**Data shown:**
[Start of section]

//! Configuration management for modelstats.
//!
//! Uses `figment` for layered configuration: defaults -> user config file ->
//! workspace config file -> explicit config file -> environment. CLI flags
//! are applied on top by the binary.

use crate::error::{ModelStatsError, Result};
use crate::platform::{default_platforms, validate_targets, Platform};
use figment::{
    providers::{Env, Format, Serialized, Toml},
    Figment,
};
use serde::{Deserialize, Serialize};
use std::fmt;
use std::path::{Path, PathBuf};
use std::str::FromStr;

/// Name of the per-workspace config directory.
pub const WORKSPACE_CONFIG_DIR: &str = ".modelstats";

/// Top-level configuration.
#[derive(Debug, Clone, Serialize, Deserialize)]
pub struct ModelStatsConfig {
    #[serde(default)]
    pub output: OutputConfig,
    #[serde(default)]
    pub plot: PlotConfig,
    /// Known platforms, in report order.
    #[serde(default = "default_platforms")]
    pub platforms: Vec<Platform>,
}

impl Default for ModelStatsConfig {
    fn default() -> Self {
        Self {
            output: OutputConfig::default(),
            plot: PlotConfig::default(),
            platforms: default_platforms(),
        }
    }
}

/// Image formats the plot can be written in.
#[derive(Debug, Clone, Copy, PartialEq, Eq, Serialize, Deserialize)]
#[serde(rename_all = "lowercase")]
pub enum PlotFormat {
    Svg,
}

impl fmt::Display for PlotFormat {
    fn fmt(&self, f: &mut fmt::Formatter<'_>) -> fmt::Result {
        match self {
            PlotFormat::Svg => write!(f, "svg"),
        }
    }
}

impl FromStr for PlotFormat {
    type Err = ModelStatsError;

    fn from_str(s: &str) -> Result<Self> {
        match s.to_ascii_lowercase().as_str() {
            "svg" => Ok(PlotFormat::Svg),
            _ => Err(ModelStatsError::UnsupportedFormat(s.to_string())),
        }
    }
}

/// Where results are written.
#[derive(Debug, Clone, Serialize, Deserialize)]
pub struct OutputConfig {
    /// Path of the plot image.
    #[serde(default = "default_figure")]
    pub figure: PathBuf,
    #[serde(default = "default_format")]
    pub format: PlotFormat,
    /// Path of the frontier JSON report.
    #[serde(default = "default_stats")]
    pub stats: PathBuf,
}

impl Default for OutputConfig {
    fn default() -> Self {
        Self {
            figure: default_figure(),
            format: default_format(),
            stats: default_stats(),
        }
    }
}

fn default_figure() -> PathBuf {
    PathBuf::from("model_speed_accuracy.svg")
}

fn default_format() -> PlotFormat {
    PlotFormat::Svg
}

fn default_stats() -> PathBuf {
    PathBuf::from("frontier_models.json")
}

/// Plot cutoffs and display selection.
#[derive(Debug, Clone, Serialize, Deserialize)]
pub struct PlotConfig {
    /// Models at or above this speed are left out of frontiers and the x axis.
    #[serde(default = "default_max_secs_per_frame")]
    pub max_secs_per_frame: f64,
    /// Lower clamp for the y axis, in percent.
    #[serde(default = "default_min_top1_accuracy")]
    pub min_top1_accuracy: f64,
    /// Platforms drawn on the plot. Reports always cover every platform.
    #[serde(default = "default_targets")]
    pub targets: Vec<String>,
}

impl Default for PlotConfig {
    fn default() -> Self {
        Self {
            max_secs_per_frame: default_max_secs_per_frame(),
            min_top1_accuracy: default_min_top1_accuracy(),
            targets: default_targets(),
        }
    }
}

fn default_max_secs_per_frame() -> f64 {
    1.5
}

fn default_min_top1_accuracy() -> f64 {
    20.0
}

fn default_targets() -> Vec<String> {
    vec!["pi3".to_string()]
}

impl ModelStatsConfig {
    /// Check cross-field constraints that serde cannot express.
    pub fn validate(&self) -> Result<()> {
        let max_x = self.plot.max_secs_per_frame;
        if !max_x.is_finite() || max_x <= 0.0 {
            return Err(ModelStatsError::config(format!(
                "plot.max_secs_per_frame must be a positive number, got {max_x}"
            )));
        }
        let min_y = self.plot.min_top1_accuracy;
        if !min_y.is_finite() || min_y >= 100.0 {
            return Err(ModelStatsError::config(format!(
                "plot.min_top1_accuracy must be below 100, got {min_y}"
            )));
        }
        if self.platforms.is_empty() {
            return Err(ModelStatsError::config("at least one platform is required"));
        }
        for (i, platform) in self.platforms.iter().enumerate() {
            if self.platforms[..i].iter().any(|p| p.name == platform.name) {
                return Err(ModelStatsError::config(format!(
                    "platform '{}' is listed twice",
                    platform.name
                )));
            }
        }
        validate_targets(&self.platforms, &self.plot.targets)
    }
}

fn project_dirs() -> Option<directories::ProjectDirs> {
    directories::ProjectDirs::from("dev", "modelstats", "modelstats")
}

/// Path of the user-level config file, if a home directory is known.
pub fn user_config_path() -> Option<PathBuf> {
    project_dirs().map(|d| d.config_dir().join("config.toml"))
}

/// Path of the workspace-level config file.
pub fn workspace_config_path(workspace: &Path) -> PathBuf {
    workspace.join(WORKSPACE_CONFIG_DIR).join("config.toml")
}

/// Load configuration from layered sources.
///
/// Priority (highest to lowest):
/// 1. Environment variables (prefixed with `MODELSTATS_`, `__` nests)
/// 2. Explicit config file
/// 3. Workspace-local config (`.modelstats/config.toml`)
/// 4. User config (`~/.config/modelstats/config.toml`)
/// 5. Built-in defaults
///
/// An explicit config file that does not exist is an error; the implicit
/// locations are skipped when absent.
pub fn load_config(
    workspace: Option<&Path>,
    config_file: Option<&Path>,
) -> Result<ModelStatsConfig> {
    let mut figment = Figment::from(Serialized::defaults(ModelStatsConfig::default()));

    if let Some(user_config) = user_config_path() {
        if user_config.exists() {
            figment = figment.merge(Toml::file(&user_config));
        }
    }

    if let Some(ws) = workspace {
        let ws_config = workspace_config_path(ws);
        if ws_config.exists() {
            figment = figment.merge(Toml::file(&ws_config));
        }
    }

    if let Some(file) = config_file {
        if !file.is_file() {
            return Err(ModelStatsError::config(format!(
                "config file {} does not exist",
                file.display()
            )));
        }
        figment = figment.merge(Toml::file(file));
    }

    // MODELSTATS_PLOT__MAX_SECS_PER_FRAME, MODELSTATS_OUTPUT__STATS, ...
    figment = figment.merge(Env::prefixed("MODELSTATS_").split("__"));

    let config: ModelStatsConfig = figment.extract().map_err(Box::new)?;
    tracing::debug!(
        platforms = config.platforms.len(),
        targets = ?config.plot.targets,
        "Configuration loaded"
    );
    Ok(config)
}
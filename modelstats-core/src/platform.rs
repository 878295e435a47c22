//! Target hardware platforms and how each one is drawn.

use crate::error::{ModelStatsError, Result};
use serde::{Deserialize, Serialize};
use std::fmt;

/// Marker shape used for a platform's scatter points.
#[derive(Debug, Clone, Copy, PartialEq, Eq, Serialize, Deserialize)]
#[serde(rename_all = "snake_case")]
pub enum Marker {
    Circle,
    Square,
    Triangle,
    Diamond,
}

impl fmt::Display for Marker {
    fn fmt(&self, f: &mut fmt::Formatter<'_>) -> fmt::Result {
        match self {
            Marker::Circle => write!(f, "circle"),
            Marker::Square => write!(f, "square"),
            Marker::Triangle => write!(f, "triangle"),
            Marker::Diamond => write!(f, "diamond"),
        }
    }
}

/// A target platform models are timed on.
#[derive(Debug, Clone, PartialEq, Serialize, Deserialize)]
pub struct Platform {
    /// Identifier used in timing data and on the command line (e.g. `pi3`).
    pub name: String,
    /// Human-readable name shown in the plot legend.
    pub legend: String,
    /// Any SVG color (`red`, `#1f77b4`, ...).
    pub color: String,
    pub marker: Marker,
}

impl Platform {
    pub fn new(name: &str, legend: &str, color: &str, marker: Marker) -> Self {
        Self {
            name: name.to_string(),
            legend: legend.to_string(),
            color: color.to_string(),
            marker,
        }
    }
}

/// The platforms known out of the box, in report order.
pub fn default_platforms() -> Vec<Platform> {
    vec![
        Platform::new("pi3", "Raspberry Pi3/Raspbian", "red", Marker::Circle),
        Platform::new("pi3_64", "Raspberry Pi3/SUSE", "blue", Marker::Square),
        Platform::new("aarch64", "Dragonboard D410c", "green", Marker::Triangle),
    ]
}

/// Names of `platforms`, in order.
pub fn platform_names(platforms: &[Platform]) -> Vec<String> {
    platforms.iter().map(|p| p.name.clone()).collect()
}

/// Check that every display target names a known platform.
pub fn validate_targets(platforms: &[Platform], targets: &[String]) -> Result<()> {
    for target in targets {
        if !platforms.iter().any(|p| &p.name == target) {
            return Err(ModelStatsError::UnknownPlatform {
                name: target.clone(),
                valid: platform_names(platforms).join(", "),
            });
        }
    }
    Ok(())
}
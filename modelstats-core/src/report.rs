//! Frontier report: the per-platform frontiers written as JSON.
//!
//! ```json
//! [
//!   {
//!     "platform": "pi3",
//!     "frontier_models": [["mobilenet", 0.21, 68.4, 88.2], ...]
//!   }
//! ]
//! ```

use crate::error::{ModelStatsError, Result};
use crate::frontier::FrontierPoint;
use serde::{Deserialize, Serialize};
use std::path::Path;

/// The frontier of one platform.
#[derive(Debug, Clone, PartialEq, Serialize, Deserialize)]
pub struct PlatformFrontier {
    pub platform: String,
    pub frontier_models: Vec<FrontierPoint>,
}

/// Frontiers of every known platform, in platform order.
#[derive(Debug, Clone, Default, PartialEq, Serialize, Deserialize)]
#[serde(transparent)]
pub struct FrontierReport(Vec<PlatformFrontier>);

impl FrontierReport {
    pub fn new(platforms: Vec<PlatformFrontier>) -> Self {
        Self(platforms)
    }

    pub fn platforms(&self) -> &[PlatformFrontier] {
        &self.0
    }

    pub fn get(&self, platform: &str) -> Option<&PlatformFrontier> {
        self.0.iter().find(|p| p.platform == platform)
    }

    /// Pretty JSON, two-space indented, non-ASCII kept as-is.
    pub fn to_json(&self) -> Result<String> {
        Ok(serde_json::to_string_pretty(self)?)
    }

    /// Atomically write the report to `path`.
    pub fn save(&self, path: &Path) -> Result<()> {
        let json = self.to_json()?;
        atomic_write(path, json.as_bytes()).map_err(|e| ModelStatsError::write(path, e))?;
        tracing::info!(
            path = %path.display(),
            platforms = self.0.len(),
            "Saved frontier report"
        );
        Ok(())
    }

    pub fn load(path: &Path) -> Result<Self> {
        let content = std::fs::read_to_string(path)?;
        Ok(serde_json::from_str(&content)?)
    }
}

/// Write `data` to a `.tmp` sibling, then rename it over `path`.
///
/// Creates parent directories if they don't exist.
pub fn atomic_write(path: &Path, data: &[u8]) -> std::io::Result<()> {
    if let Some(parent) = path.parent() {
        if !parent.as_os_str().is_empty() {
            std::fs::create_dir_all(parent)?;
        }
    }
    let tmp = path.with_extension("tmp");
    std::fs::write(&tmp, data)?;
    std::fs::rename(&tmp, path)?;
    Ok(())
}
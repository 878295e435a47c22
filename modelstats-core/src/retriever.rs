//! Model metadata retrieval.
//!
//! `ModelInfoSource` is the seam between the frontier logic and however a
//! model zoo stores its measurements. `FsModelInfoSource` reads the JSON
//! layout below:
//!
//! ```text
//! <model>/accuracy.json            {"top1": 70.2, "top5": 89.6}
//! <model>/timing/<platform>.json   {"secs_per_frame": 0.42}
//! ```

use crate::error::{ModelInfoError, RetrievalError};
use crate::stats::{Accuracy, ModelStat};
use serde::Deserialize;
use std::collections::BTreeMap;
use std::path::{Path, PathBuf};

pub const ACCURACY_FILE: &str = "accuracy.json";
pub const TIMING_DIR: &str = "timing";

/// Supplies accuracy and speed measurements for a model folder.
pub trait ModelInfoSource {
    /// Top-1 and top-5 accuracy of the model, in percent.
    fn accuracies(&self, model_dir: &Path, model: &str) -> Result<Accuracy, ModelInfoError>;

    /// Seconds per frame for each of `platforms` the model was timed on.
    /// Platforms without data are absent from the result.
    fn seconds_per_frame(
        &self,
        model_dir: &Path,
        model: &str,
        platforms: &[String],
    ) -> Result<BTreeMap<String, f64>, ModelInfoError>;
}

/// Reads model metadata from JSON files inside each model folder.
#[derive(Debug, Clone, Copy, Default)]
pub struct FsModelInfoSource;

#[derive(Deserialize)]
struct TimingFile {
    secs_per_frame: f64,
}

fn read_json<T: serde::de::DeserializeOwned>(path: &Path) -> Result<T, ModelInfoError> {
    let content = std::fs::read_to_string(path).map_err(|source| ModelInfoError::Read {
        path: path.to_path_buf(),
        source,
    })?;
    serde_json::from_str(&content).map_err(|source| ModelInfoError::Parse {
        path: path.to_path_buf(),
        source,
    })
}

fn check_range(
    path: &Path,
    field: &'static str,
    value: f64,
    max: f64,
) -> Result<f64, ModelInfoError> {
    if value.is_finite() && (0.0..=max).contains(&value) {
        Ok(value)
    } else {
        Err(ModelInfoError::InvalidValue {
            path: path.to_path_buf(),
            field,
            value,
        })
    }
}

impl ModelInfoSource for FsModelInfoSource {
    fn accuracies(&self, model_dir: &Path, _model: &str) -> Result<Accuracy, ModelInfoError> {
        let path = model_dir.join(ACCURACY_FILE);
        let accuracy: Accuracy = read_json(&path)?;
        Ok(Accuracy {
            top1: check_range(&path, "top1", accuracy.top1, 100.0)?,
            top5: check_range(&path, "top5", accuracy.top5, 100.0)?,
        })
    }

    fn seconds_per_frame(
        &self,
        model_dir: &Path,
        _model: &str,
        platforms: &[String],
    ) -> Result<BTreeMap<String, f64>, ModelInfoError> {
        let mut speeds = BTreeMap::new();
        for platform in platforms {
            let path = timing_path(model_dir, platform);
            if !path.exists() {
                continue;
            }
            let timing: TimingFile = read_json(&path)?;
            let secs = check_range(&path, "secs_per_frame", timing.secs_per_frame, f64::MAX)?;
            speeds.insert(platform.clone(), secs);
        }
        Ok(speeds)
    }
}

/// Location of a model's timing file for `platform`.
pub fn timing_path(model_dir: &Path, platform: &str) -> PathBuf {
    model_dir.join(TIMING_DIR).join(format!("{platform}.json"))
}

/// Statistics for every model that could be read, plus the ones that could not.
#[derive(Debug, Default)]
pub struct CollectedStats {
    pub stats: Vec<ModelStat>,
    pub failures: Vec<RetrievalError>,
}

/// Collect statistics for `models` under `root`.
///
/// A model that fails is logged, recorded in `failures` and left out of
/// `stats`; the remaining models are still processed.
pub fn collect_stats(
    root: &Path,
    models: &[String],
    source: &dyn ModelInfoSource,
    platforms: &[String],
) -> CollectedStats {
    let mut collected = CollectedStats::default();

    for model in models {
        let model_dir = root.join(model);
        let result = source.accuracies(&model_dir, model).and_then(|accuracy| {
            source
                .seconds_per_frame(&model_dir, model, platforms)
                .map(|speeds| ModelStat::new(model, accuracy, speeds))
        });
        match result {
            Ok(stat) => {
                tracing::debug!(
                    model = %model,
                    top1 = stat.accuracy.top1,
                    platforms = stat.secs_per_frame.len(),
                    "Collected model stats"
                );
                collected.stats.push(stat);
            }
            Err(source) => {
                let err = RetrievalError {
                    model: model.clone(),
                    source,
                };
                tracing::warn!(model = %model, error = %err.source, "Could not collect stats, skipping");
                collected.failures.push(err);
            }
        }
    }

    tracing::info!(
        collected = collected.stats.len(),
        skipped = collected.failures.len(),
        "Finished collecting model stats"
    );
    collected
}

[End of section]

**Instructions to follow:**
Find each line above that contains "CollectedStats", and copy those lines.

**Output of the exercise:**
pub struct CollectedStats {
) -> CollectedStats {
    let mut collected = CollectedStats::default();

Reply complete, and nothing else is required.